Reminiscing on the pandemic

| Class of 2023

Over the summer, I attended a conference as part of my nine-week internship. While I learned a lot and got to meet great people, the four-hour flight for just a day and a half trip was tiring. Later in the summer, I traveled cross-country to Las Vegas for a two-day competition. Around all that, I also went on a family vacation. So why do I mention all this?

During the initial COVID shutdown and for the ensuing year, there was the never-before opportunity to physically slow down because we didn’t have to go anywhere.

This will sound strange, but bear with me: those months were some of the most enjoyable of my college experience. Every weekend for the rest of that semester, my parents and I would hike at a state park and pack a picnic lunch. I got to see places within an hour or two from my home that I would have never seen otherwise. There was no agenda and no need to rush back home for anything. I stayed in touch with friends I had made that year, having late-night Zoom calls on weekends, getting to meet their pets, and learning about their hobbies that they didn’t have time to pursue at school. In normal circumstances, I think it isn’t so common to keep those Bear Beginnings friends until graduation. 
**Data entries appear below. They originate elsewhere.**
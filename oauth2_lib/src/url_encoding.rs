use percent_encoding::{AsciiSet, NON_ALPHANUMERIC, percent_decode_str, percent_encode};

/// Encode set for application/x-www-form-urlencoded values. Unreserved
/// characters are left as is.
const FORM_URLENCODE_SET: &AsciiSet = &NON_ALPHANUMERIC
    .remove(b'-')
    .remove(b'_')
    .remove(b'.')
    .remove(b'~');

/// Encodes a string for use inside a form body or query string.
///
/// # Example
/// ```
/// use oauth2_lib::url_encoding::encode_url_owned;
/// assert_eq!(encode_url_owned("a b&c"), "a%20b%26c");
/// ```
pub fn encode_url_owned(input: &str) -> String {
    percent_encode(input.as_bytes(), FORM_URLENCODE_SET).to_string()
}

/// Decodes one form component. `+` is read as a space before percent
/// decoding; invalid UTF-8 is replaced lossily.
pub fn decode_form_component(input: &str) -> String {
    let spaced = input.replace('+', " ");
    percent_decode_str(&spaced).decode_utf8_lossy().into_owned()
}

/// Parses an `application/x-www-form-urlencoded` body into ordered pairs.
///
/// Empty segments are skipped. A segment without `=` yields an empty value.
///
/// # Example
/// ```
/// use oauth2_lib::url_encoding::parse_form;
/// let pairs = parse_form("grant_type=firebase&fid=abc%2B1&scope=read+write");
/// assert_eq!(pairs[1], ("fid".to_string(), "abc+1".to_string()));
/// assert_eq!(pairs[2].1, "read write");
/// ```
pub fn parse_form(body: &str) -> Vec<(String, String)> {
    body.split('&')
        .filter(|segment| !segment.is_empty())
        .map(|segment| match segment.split_once('=') {
            Some((key, value)) => (decode_form_component(key), decode_form_component(value)),
            None => (decode_form_component(segment), String::new()),
        })
        .collect()
}

#[cfg(test)]
mod test {
    use super::*;

    #[test]
    fn encode_then_parse_keeps_reserved_characters() {
        let token = "ab+/cd==";
        let body = format!("token={}&token_type_hint=refresh_token", encode_url_owned(token));
        let pairs = parse_form(&body);
        assert_eq!(pairs[0], ("token".to_string(), token.to_string()));
        assert_eq!(pairs[1].1, "refresh_token");
    }

    #[test]
    fn parse_form_handles_missing_values() {
        let pairs = parse_form("a&&b=");
        assert_eq!(pairs, vec![("a".to_string(), String::new()), ("b".to_string(), String::new())]);
    }
}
Now, three and a half years later, it all still seems a little surreal, and I’m not absolutely sure I’m ready to forget that time. If not for COVID, I probably wouldn’t have met some of the people who ended up being my closest friends in undergrad. We ate outside in the November chill, built a snowman behind BD, and went on morning walks in Forest Park. It was all easy to do because there wasn’t anything else going on. Fast forward two or three years: we’re all busier, evidenced by the fact that I only played poker in my dorm once last year. We did other things, such as going out to dinner, to a Blues game, or to SPB events. But this all felt more rushed, like we always had to run back home because the inevitable flow of assignments and extracurriculars would overwhelm us if we didn’t.

I am probably the rare exception who enjoys spending time with my parents as much as I enjoy spending time with my friends. Similar to most WashU students who don’t live near St. Louis, I only go home during breaks, and only some breaks at that. So except for COVID, I have only been home for about two months in total during the past four years. For some reason, that bothers me. The past two years just felt like I’ve been constantly packing, moving, and repacking, racing to get to an activity or the next meeting. 

The slow COVID days aren’t coming back (hopefully, at least, for humanity’s sake). But I hope all of us at WashU can look back and appreciate that time as much as we can, despite the hardship it created. So although it was emotionally devastating, it was also a special time that we can’t reclaim. For instance, I wish I had more time for pleasure reading on a regular basis. During the COVID year, I read eight books (my average is two or three). 

I didn’t feel like I lost anything socially, as it presented an opportunity to reconnect with high school and neighborhood friends. And once everyone returned to campus in the fall of 2021, it made my WashU friendships even more meaningful. It’s hard to imagine what life would have been like if we had all been on campus the whole time, but I suspect that the years of college would have been less clearly distinguished.

My advice is to take some time to slow down occasionally by taking a day or two off from homework or meetings throughout the semester. I think you’ll remember it.